### THE PROBLEM
Your answer should repeat every line of the records below in which the word "static" appears.

### DATASET EXCERPTS
---*---

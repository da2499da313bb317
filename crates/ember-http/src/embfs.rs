//! The embedded filesystem: resources compiled into the server binary,
//! registered at startup and looked up by exact path.
//!
//! Files carry their stored form — possibly deflated, possibly
//! encrypted — next to the original size and modification time. Pages
//! are native handler functions.

use std::borrow::Cow;
use std::collections::HashMap;

use crate::dynpage::PageFn;

pub struct EmbFile {
    pub path: String,
    /// Stored bytes, after compression/encryption if any.
    pub data: Cow<'static, [u8]>,
    pub mime_type: String,
    /// Unix mtime of the original file; what conditional GET compares.
    pub mtime: u64,
    /// Size of the original, uncompressed content.
    pub file_size: u64,
    pub compressed: bool,
    pub encrypted: bool,
}

pub struct EmbPage {
    pub path: String,
    pub fun: PageFn,
}

pub enum EmbRes {
    File(EmbFile),
    Page(EmbPage),
}

impl EmbRes {
    pub fn path(&self) -> &str {
        match self {
            EmbRes::File(f) => &f.path,
            EmbRes::Page(p) => &p.path,
        }
    }
}

/// The registry. Populated once at startup by the generated
/// registration code; read-only afterwards.
#[derive(Default)]
pub struct EmbFs {
    map: HashMap<String, EmbRes>,
}

impl EmbFs {
    pub fn new() -> EmbFs {
        EmbFs::default()
    }

    pub fn register(&mut self, res: EmbRes) {
        tracing::debug!(path = res.path(), "registering embedded resource");
        self.map.insert(res.path().to_owned(), res);
    }

    /// Register a plain static file stored verbatim.
    pub fn register_file(&mut self, path: &str, data: impl Into<Cow<'static, [u8]>>, mtime: u64) {
        let data = data.into();
        self.register(EmbRes::File(EmbFile {
            path: path.to_owned(),
            mime_type: ember_core::mime::guess_mime_type(path).to_owned(),
            mtime,
            file_size: data.len() as u64,
            compressed: false,
            encrypted: false,
            data,
        }));
    }

    pub fn register_page(&mut self, path: &str, fun: PageFn) {
        self.register(EmbRes::Page(EmbPage {
            path: path.to_owned(),
            fun,
        }));
    }

    pub fn lookup(&self, path: &str) -> Option<&EmbRes> {
        self.map.get(path)
    }

    pub fn len(&self) -> usize {
        self.map.len()
    }

    pub fn is_empty(&self) -> bool {
        self.map.is_empty()
    }
}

---*---

### SOLUTION FOR THIS TASK
    pub data: Cow<'static, [u8]>,
    /// Register a plain static file stored verbatim.
    pub fn register_file(&mut self, path: &str, data: impl Into<Cow<'static, [u8]>>, mtime: u64) {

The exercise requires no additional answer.